Exercise brief: Where the records below reach the line containing "held. A peer", start transcribing, and end with the line containing "while bytes.len() <", exactly and with nothing else added.

Exercise input:

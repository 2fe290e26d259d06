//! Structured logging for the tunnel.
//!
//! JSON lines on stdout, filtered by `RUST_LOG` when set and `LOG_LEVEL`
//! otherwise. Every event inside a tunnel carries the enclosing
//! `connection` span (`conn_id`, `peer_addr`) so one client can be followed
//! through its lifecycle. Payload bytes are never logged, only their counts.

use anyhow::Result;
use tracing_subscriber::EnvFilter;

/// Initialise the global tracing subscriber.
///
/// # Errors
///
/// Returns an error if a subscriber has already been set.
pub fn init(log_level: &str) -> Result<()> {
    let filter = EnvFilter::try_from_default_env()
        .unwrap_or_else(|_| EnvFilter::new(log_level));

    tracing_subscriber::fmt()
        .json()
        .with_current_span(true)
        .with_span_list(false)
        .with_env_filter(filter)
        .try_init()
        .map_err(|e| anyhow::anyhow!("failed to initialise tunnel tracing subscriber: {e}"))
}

==

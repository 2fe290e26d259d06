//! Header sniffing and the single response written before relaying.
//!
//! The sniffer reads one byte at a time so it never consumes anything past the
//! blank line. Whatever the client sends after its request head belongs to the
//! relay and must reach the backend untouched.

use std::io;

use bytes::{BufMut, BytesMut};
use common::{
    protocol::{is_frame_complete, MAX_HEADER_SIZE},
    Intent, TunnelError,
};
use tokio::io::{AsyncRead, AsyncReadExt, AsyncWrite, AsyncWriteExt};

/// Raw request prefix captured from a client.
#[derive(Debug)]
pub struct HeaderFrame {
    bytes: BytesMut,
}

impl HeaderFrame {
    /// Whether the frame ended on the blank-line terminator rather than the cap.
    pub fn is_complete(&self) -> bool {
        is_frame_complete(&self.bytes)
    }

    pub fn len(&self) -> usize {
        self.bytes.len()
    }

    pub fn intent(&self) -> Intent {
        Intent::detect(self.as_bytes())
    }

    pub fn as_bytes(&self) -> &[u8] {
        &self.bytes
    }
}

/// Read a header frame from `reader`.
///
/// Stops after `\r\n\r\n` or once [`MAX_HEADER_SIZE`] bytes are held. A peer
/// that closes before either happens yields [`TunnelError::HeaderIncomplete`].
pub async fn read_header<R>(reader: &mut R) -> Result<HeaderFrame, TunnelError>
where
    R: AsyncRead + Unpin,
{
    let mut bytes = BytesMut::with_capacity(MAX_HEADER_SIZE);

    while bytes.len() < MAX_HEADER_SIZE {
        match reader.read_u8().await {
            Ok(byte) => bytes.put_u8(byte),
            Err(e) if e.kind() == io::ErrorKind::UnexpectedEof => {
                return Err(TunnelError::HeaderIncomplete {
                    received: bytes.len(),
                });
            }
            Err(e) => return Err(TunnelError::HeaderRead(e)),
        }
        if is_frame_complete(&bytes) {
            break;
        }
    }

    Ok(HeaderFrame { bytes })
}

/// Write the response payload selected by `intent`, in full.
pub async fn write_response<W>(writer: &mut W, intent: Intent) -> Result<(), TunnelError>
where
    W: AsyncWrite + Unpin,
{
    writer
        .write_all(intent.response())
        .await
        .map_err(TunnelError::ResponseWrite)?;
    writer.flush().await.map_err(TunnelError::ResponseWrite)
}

--

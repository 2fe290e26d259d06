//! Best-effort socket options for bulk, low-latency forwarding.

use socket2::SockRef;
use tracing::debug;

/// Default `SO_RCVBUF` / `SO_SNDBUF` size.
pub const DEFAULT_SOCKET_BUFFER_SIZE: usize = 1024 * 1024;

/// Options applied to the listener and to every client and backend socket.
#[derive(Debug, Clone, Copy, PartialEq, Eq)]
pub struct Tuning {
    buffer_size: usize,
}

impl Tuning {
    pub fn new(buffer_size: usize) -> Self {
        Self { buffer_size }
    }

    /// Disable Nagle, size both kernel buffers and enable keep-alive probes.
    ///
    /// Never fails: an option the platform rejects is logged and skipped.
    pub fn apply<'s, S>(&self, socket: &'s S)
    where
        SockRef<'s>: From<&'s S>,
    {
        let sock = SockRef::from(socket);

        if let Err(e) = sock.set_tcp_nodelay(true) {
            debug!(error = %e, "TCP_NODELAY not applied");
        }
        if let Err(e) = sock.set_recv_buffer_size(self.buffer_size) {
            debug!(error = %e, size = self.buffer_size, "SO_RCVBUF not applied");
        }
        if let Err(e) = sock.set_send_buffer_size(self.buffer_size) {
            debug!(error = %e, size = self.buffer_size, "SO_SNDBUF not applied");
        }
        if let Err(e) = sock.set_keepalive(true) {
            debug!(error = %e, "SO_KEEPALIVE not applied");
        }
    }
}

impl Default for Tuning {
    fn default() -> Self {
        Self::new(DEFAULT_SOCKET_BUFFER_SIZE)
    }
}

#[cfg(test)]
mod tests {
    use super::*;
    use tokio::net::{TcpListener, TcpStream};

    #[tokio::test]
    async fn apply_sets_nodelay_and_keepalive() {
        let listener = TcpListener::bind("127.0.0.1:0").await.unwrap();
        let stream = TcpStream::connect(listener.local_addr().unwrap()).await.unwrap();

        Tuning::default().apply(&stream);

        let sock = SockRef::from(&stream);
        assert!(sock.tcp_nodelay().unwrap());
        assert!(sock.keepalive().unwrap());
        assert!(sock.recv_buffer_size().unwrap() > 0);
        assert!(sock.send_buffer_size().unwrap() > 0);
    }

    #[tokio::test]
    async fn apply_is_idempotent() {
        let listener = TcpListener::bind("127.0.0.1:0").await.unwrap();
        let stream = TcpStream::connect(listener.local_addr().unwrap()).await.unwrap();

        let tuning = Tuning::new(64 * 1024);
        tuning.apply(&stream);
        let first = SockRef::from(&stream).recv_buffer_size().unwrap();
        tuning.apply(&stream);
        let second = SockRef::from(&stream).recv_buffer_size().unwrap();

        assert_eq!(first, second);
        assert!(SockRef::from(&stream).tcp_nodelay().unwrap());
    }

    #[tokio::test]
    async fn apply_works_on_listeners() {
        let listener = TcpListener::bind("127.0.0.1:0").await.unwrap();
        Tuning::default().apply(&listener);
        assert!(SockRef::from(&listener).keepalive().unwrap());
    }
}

Finished exercise:
/// Stops after `\r\n\r\n` or once [`MAX_HEADER_SIZE`] bytes are held. A peer
/// that closes before either happens yields [`TunnelError::HeaderIncomplete`].
pub async fn read_header<R>(reader: &mut R) -> Result<HeaderFrame, TunnelError>
where
    R: AsyncRead + Unpin,
{
    let mut bytes = BytesMut::with_capacity(MAX_HEADER_SIZE);

    while bytes.len() < MAX_HEADER_SIZE {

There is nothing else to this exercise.